Please restate the data word for word.

[Entries taken from a collection]
####

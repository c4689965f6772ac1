//! HTTP API Layer
//!
//! This crate provides the REST API of the claims intake backend using Axum.
//!
//! # Architecture
//!
//! - **Handlers**: account sessions, claim submission and listing, health
//! - **Middleware**: bearer token checks and audit logging
//! - **DTOs**: Request/Response bodies
//! - **Error Handling**: every failure is returned as `{"error": ...}`
//!
//! # Example
//!
//! ```rust,ignore
//! use interface_api::{create_router, AppState};
//!
//! let state = AppState::new(config, user_store, claim_store, object_store);
//! axum::serve(listener, create_router(state)).await?;
//! ```

pub mod config;
pub mod error;
pub mod middleware;
pub mod handlers;
pub mod dto;
pub mod auth;

use std::sync::Arc;

use axum::{
    extract::DefaultBodyLimit,
    http::{header, HeaderValue, Method},
    middleware as axum_middleware,
    routing::{get, post},
    Router,
};
use tower::ServiceBuilder;
use tower_http::cors::{AllowOrigin, Any, CorsLayer};
use tower_http::trace::TraceLayer;
use tracing::warn;

use domain_account::{CredentialService, UserStore};
use domain_claims::{ClaimIntakeService, ClaimStore, ObjectStore};

use crate::auth::TokenIssuer;
use crate::config::ApiConfig;
use crate::handlers::{auth as auth_handlers, claims, health};
use crate::middleware::{audit_middleware, require_access, require_refresh};

/// Application state shared across handlers
#[derive(Clone)]
pub struct AppState {
    pub config: ApiConfig,
    pub accounts: CredentialService,
    pub claims: ClaimIntakeService,
    pub tokens: TokenIssuer,
}

impl AppState {
    /// Wires the services over the given adapters
    pub fn new(
        config: ApiConfig,
        users: Arc<dyn UserStore>,
        claims: Arc<dyn ClaimStore>,
        objects: Arc<dyn ObjectStore>,
    ) -> Self {
        Self {
            accounts: CredentialService::new(users),
            claims: ClaimIntakeService::new(claims, objects, config.storage_bucket.clone()),
            tokens: TokenIssuer::from_config(&config),
            config,
        }
    }
}

/// Creates the main API router
pub fn create_router(state: AppState) -> Router {
    let public_routes = Router::new()
        .route("/health", get(health::health_check))
        .route("/health/ready", get(health::readiness_check))
        .route("/api/auth/register", post(auth_handlers::register))
        .route("/api/auth/login", post(auth_handlers::login));

    let refresh_routes = Router::new()
        .route("/api/auth/refresh", post(auth_handlers::refresh))
        .route_layer(axum_middleware::from_fn_with_state(state.clone(), require_refresh));

    // Layers run bottom-up: the token check happens before the audit entry
    let protected_routes = Router::new()
        .route("/api/auth/whoami", get(auth_handlers::whoami))
        .route("/api/claims", post(claims::create_claim).get(claims::list_claims))
        .route("/api/claims/:id", get(claims::get_claim))
        .route_layer(axum_middleware::from_fn(audit_middleware))
        .route_layer(axum_middleware::from_fn_with_state(state.clone(), require_access));

    Router::new()
        .merge(public_routes)
        .merge(refresh_routes)
        .merge(protected_routes)
        .layer(DefaultBodyLimit::max(state.config.max_upload_bytes))
        .layer(
            ServiceBuilder::new()
                .layer(TraceLayer::new_for_http())
                .layer(cors_layer(&state.config)),
        )
        .with_state(state)
}

fn cors_layer(config: &ApiConfig) -> CorsLayer {
    let layer = CorsLayer::new()
        .allow_methods([Method::GET, Method::POST])
        .allow_headers([header::AUTHORIZATION, header::CONTENT_TYPE]);

    match config.allowed_origins() {
        None => layer.allow_origin(Any),
        Some(origins) => {
            let origins: Vec<HeaderValue> = origins
                .iter()
                .filter_map(|origin| match HeaderValue::from_str(origin) {
                    Ok(value) => Some(value),
                    Err(_) => {
                        warn!(origin = %origin, "Ignoring invalid CORS origin");
                        None
                    }
                })
                .collect();
            layer.allow_origin(AllowOrigin::list(origins))
        }
    }
}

####

# Solved exercise
repository c4689965f6772ac1
//! HTTP API Layer
//!
//! This crate provides the REST API of the claims intake backend using Axum.
//!
//! # Architecture
//!
//! - **Handlers**: account sessions, claim submission and listing, health
//! - **Middleware**: bearer token checks and audit logging
//! - **DTOs**: Request/Response bodies
//! - **Error Handling**: every failure is returned as `{"error": ...}`
//!
//! # Example
//!
//! ```rust,ignore
//! use interface_api::{create_router, AppState};
//!
//! let state = AppState::new(config, user_store, claim_store, object_store);
//! axum::serve(listener, create_router(state)).await?;
//! ```

pub mod config;
pub mod error;
pub mod middleware;
pub mod handlers;
pub mod dto;
pub mod auth;

use std::sync::Arc;

use axum::{
    extract::DefaultBodyLimit,
    http::{header, HeaderValue, Method},
    middleware as axum_middleware,
    routing::{get, post},
    Router,
};
use tower::ServiceBuilder;
use tower_http::cors::{AllowOrigin, Any, CorsLayer};
use tower_http::trace::TraceLayer;
use tracing::warn;

use domain_account::{CredentialService, UserStore};
use domain_claims::{ClaimIntakeService, ClaimStore, ObjectStore};

use crate::auth::TokenIssuer;
use crate::config::ApiConfig;
use crate::handlers::{auth as auth_handlers, claims, health};
use crate::middleware::{audit_middleware, require_access, require_refresh};

/// Application state shared across handlers
#[derive(Clone)]
pub struct AppState {
    pub config: ApiConfig,
    pub accounts: CredentialService,
    pub claims: ClaimIntakeService,
    pub tokens: TokenIssuer,
}

impl AppState {
    /// Wires the services over the given adapters
    pub fn new(
        config: ApiConfig,
        users: Arc<dyn UserStore>,
        claims: Arc<dyn ClaimStore>,
        objects: Arc<dyn ObjectStore>,
    ) -> Self {
        Self {
            accounts: CredentialService::new(users),
            claims: ClaimIntakeService::new(claims, objects, config.storage_bucket.clone()),
            tokens: TokenIssuer::from_config(&config),
            config,
        }
    }
}

/// Creates the main API router
pub fn create_router(state: AppState) -> Router {
    let public_routes = Router::new()
        .route("/health", get(health::health_check))
        .route("/health/ready", get(health::readiness_check))
        .route("/api/auth/register", post(auth_handlers::register))
        .route("/api/auth/login", post(auth_handlers::login));

    let refresh_routes = Router::new()
        .route("/api/auth/refresh", post(auth_handlers::refresh))
        .route_layer(axum_middleware::from_fn_with_state(state.clone(), require_refresh));

    // Layers run bottom-up: the token check happens before the audit entry
    let protected_routes = Router::new()
        .route("/api/auth/whoami", get(auth_handlers::whoami))
        .route("/api/claims", post(claims::create_claim).get(claims::list_claims))
        .route("/api/claims/:id", get(claims::get_claim))
        .route_layer(axum_middleware::from_fn(audit_middleware))
        .route_layer(axum_middleware::from_fn_with_state(state.clone(), require_access));

    Router::new()
        .merge(public_routes)
        .merge(refresh_routes)
        .merge(protected_routes)
        .layer(DefaultBodyLimit::max(state.config.max_upload_bytes))
        .layer(
            ServiceBuilder::new()
                .layer(TraceLayer::new_for_http())
                .layer(cors_layer(&state.config)),
        )
        .with_state(state)
}

fn cors_layer(config: &ApiConfig) -> CorsLayer {
    let layer = CorsLayer::new()
        .allow_methods([Method::GET, Method::POST])
        .allow_headers([header::AUTHORIZATION, header::CONTENT_TYPE]);

    match config.allowed_origins() {
        None => layer.allow_origin(Any),
        Some(origins) => {
            let origins: Vec<HeaderValue> = origins
                .iter()
                .filter_map(|origin| match HeaderValue::from_str(origin) {
                    Ok(value) => Some(value),
                    Err(_) => {
                        warn!(origin = %origin, "Ignoring invalid CORS origin");
                        None
                    }
                })
                .collect();
            layer.allow_origin(AllowOrigin::list(origins))
        }
    }
}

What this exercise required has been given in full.